Saved data entries:
[Start of Attachment]

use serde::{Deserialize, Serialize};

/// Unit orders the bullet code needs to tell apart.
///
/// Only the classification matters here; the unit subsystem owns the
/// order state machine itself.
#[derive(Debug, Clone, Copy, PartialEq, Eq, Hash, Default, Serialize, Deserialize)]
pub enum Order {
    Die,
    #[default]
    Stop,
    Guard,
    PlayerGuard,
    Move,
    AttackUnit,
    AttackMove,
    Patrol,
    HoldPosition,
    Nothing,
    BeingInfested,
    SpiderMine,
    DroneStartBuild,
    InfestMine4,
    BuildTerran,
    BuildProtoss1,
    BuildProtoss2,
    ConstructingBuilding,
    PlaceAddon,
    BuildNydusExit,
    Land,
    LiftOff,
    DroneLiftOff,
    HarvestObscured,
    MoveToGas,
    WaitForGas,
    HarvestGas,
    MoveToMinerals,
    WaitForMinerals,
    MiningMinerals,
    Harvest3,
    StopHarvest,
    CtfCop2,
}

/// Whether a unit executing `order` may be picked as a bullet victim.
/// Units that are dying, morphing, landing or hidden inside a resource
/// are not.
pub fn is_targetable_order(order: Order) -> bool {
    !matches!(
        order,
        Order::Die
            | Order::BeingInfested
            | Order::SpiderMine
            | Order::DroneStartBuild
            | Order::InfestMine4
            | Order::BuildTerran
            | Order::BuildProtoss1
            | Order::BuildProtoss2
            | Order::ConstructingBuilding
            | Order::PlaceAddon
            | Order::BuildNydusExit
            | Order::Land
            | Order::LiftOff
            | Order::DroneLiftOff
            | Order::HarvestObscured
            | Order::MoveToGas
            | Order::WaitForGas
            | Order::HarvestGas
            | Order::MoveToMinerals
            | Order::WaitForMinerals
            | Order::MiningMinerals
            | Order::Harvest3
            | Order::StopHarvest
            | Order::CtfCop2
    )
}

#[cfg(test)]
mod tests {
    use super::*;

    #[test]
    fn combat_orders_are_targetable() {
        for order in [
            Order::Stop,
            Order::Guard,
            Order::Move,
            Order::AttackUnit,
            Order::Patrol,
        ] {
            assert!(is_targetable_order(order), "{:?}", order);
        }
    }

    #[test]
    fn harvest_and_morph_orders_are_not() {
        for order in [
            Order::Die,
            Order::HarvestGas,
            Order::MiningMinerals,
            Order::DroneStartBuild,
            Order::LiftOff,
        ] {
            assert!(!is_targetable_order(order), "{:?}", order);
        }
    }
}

[End of Attachment]
[Start of Attachment]

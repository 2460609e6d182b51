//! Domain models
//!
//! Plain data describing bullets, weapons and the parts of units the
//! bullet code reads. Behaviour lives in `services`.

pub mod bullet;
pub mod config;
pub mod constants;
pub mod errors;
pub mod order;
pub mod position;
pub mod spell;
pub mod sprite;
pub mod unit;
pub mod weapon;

[End of Attachment]

#### [Assignment]
The line above containing "pub mod spell;", the line containing "pub mod weapon;", and every line between them are to be transcribed exactly; no other line is wanted.

#### [Written response]
pub mod spell;
pub mod sprite;
pub mod unit;
pub mod weapon;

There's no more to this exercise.